From the records that follow, copy every line that contains the word "operation".

BEGIN Input data

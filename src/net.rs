//! Endpoint resolution shared by the server and client transports.

use std::net::SocketAddr;

use crate::error::{ModbusError, ModbusResult};

/// IP protocol version selector for endpoint resolution.
#[derive(Debug, Clone, Copy, PartialEq, Eq, Default)]
pub enum IpVersion {
    #[default]
    Any,
    V4,
    V6,
}

impl IpVersion {
    fn matches(self, addr: &SocketAddr) -> bool {
        match self {
            IpVersion::Any => true,
            IpVersion::V4 => addr.is_ipv4(),
            IpVersion::V6 => addr.is_ipv6(),
        }
    }
}

/// Resolve `(host, service)` to an ordered list of usable socket addresses.
///
/// An empty `service` selects `default_port`. Results are filtered by
/// `ip_version` and deduplicated; an empty result fails `AddrResolution`.
pub async fn resolve_endpoints(
    host: &str,
    service: &str,
    ip_version: IpVersion,
    default_port: &str,
) -> ModbusResult<Vec<SocketAddr>> {
    let service = if service.is_empty() { default_port } else { service };
    let query = format!("{host}:{service}");

    let resolved = tokio::net::lookup_host(&query)
        .await
        .map_err(|e| ModbusError::addr_resolution(format!("{query}: {e}")))?;

    // getaddrinfo may return duplicates; keep the first occurrence of each
    let mut endpoints: Vec<SocketAddr> = Vec::new();
    for addr in resolved {
        if ip_version.matches(&addr) && !endpoints.contains(&addr) {
            endpoints.push(addr);
        }
    }

    if endpoints.is_empty() {
        return Err(ModbusError::addr_resolution(format!(
            "{query}: no matching address found"
        )));
    }
    Ok(endpoints)
}
async fn bounded<T, F>(limit: Option<Duration>, operation: &str, fut: F) -> ModbusResult<T>
where
    F: std::future::Future<Output = std::io::Result<T>>,
{
    let result = match limit {
        Some(duration) => timeout(duration, fut)
            .await
            .map_err(|_| ModbusError::timeout(operation, duration.as_millis() as u64))?,
        None => fut.await,
    };
    result.map_err(map_io)
}

/// Like [`bounded`], but against a deadline shared between several reads.
async fn bounded_until<T, F>(
    deadline: Option<Instant>,
    limit: Option<Duration>,
    operation: &str,
    fut: F,
) -> ModbusResult<T>
where
    F: std::future::Future<Output = std::io::Result<T>>,
{
    let result = match deadline {
        Some(deadline) => timeout_at(deadline, fut).await.map_err(|_| {
            ModbusError::timeout(operation, limit.unwrap_or_default().as_millis() as u64)
        })?,
        None => fut.await,
    };
    result.map_err(map_io)
}

async fn handle_client(
    mut stream: TcpStream,
    id: ClientId,
    backend: Arc<dyn ModbusBackend>,
    mut commands: broadcast::Receiver<ServerCommand>,
    idle_timeout: Option<Duration>,
    request_complete_timeout: Option<Duration>,
) {
    'conn: loop {
        // pinned so that commands addressed to other clients do not cancel
        // a partially received request
        let request = process_one_request(
            &mut stream,
            id,
            backend.as_ref(),
            idle_timeout,
            request_complete_timeout,
        );
        tokio::pin!(request);

        loop {
            tokio::select! {
                cmd = commands.recv() => match cmd {
                    Ok(ServerCommand::Stop) => break 'conn,
                    Ok(ServerCommand::CloseConnection(target)) if target == id => break 'conn,
                    Ok(ServerCommand::CloseConnection(_)) => {}
                    Err(broadcast::error::RecvError::Lagged(_)) => {
                        log_warning(format!("client(id={id:#x}): command stream lagged"));
                    }
                    Err(broadcast::error::RecvError::Closed) => break 'conn,
                },
                result = &mut request => {
                    match result {
                        Ok(()) => backend.alive(id).await,
                        Err(ModbusError::ConnectionClosed) => break 'conn,
                        Err(err) => {
                            log_error(format!("client(id={id:#x}): {err}"));
                            break 'conn;
                        }
                    }
                    break;
                }
            }
        }
    }

    backend.disconnect(id).await;
    log_info(format!("client(id={id:#x}) disconnected"));
}

/// Receive one complete ADU, dispatch it and send the response.
///
/// The idle timeout bounds the wait for the first byte; the
/// request-complete timeout bounds the remainder of the ADU.
async fn process_one_request(
    stream: &mut TcpStream,
    id: ClientId,
    backend: &dyn ModbusBackend,
    idle_timeout: Option<Duration>,
    request_complete_timeout: Option<Duration>,
) -> ModbusResult<()> {
    let mut req = [0u8; MAX_ADU_SIZE];

    let n = bounded(idle_timeout, "idle wait", stream.read(&mut req[..1])).await?;
    if n == 0 {
        return Err(ModbusError::ConnectionClosed);
    }

    // one deadline covers the whole remainder of the ADU
    let deadline = request_complete_timeout.map(|t| Instant::now() + t);

    bounded_until(
        deadline,
        request_complete_timeout,
        "request completion",
        stream.read_exact(&mut req[1..MBAP_HEADER_SIZE]),
    )
    .await?;

    let header = MbapHeader::parse(&req[..MBAP_HEADER_SIZE])?;
    let adu_size = header.adu_size();

    bounded_until(
        deadline,
        request_complete_timeout,
        "request completion",
        stream.read_exact(&mut req[MBAP_HEADER_SIZE..adu_size]),
    )
    .await?;

    log_debug(format!(
        "client(id={id:#x}) request: {}",
        hex_dump(&req[..adu_size])
    ));

    let mut rsp = [0u8; MAX_ADU_SIZE];
    let pdu_len =
        server_engine(backend, &req[MBAP_HEADER_SIZE..adu_size], &mut rsp[MBAP_HEADER_SIZE..])
            .await?;

    let rsp_header = MbapHeader::for_pdu_size(header.transaction_id, header.unit_id, pdu_len);
    let mut head = &mut rsp[..MBAP_HEADER_SIZE];
    rsp_header.serialize(&mut head);

    log_debug(format!(
        "client(id={id:#x}) response: {}",
        hex_dump(&rsp[..MBAP_HEADER_SIZE + pdu_len])
    ));

    stream
        .write_all(&rsp[..MBAP_HEADER_SIZE + pdu_len])
        .await
        .map_err(map_io)?;
    Ok(())
}

#[cfg(test)]
mod tests {
    use super::*;

    #[test]
    fn test_client_id_shape() {
        let addr: SocketAddr = "192.0.2.7:50123".parse().unwrap();
        let id = gen_client_id(3, &addr);
        assert_eq!(id >> 32, 3);
        assert_eq!(id & 0xFFFF_FFFF, CLIENT_ID_CRC.checksum(b"192.0.2.7:50123") as u64);

        // distinct serials give distinct ids for the same peer address
        assert_ne!(gen_client_id(1, &addr), gen_client_id(2, &addr));
    }

    #[tokio::test]
    async fn test_run_requires_fresh_instance() {
        let mut server = ModbusTcpServer::new();
        server.set_server_addr("127.0.0.1", "15099", IpVersion::V4);
        server.shutdown();
        server.run().await.unwrap();

        let err = server.run().await.unwrap_err();
        assert!(matches!(err, ModbusError::LogicError { .. }));
    }

    #[tokio::test]
    async fn test_passive_open_failure() {
        let mut server = ModbusTcpServer::new();
        server.set_server_addr("203.0.113.1", "1502", IpVersion::V4);

        let err = server.run().await.unwrap_err();
        assert!(matches!(err, ModbusError::PassiveOpen { .. }));
    }
}
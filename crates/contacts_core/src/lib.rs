//! Core logic for the contacts store.
//! The repository owns SQL and transactions; the service owns error mapping.

pub mod config;
pub mod db;
pub mod logging;
pub mod model;
pub mod repo;
pub mod service;

pub use config::ContactsConfig;
pub use db::{DbError, DbResult};
pub use logging::{default_log_level, init_logging, logging_status};
pub use model::contact::{Contact, ContactId, ContactPatch, UNASSIGNED_CONTACT_ID};
pub use repo::contact_repo::{ContactRepository, SqliteContactRepository};
pub use service::contact_service::{ContactService, ServiceError, ServiceResult};

/// Returns the core crate version.
pub fn core_version() -> &'static str {
    env!("CARGO_PKG_VERSION")
}
use contacts_core::db::migrations::latest_version;
use contacts_core::db::{open_db, open_db_in_memory, DbError};
use contacts_core::{Contact, ContactRepository, SqliteContactRepository};
use rusqlite::Connection;

#[test]
fn open_db_in_memory_applies_all_migrations() {
    let conn = open_db_in_memory().unwrap();

    assert_eq!(schema_version(&conn), latest_version());
    assert_table_exists(&conn, "contacts");
}

#[test]
fn reopening_file_database_keeps_rows_and_version() {
    let dir = tempfile::tempdir().unwrap();
    let path = dir.path().join("contacts.sqlite3");

    let first = open_db(&path).unwrap();
    let id = SqliteContactRepository::try_new(&first)
        .unwrap()
        .create_contact(&Contact::new("Ann", "111"))
        .unwrap();
    drop(first);

    let second = open_db(&path).unwrap();
    assert_eq!(schema_version(&second), latest_version());
    let loaded = SqliteContactRepository::try_new(&second)
        .unwrap()
        .get_contact(id)
        .unwrap();
    assert_eq!(loaded, Contact::with_id(id, "Ann", "111"));
}

#[test]
fn opening_database_with_newer_schema_version_returns_error() {
    let dir = tempfile::tempdir().unwrap();
    let path = dir.path().join("future.db");

    let conn = Connection::open(&path).unwrap();
    conn.execute_batch("PRAGMA user_version = 999;").unwrap();
    drop(conn);

    let err = open_db(&path).unwrap_err();
    match err {
        DbError::UnsupportedSchemaVersion {
            db_version,
            latest_supported,
        } => {
            assert_eq!(db_version, 999);
            assert_eq!(latest_supported, latest_version());
        }
        other => panic!("unexpected error: {other}"),
    }
}

fn schema_version(conn: &Connection) -> u32 {
    conn.query_row("PRAGMA user_version;", [], |row| row.get(0))
        .unwrap()
}

fn assert_table_exists(conn: &Connection, table_name: &str) {
    let exists: i64 = conn
        .query_row(
            "SELECT EXISTS(
                SELECT 1
                FROM sqlite_master
                WHERE type = 'table' AND name = ?1
            );",
            [table_name],
            |row| row.get(0),
        )
        .unwrap();
    assert_eq!(exists, 1, "table {table_name} does not exist");
}
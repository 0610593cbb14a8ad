//! Core use-case services.
//!
//! # Responsibility
//! - Orchestrate repository calls into use-case level APIs.
//! - Translate store failures into the domain error vocabulary.

pub mod contact_service;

END Input data

▶ _Exercise response_
async fn bounded<T, F>(limit: Option<Duration>, operation: &str, fut: F) -> ModbusResult<T>
            .map_err(|_| ModbusError::timeout(operation, duration.as_millis() as u64))?,
    operation: &str,
            ModbusError::timeout(operation, limit.unwrap_or_default().as_millis() as u64)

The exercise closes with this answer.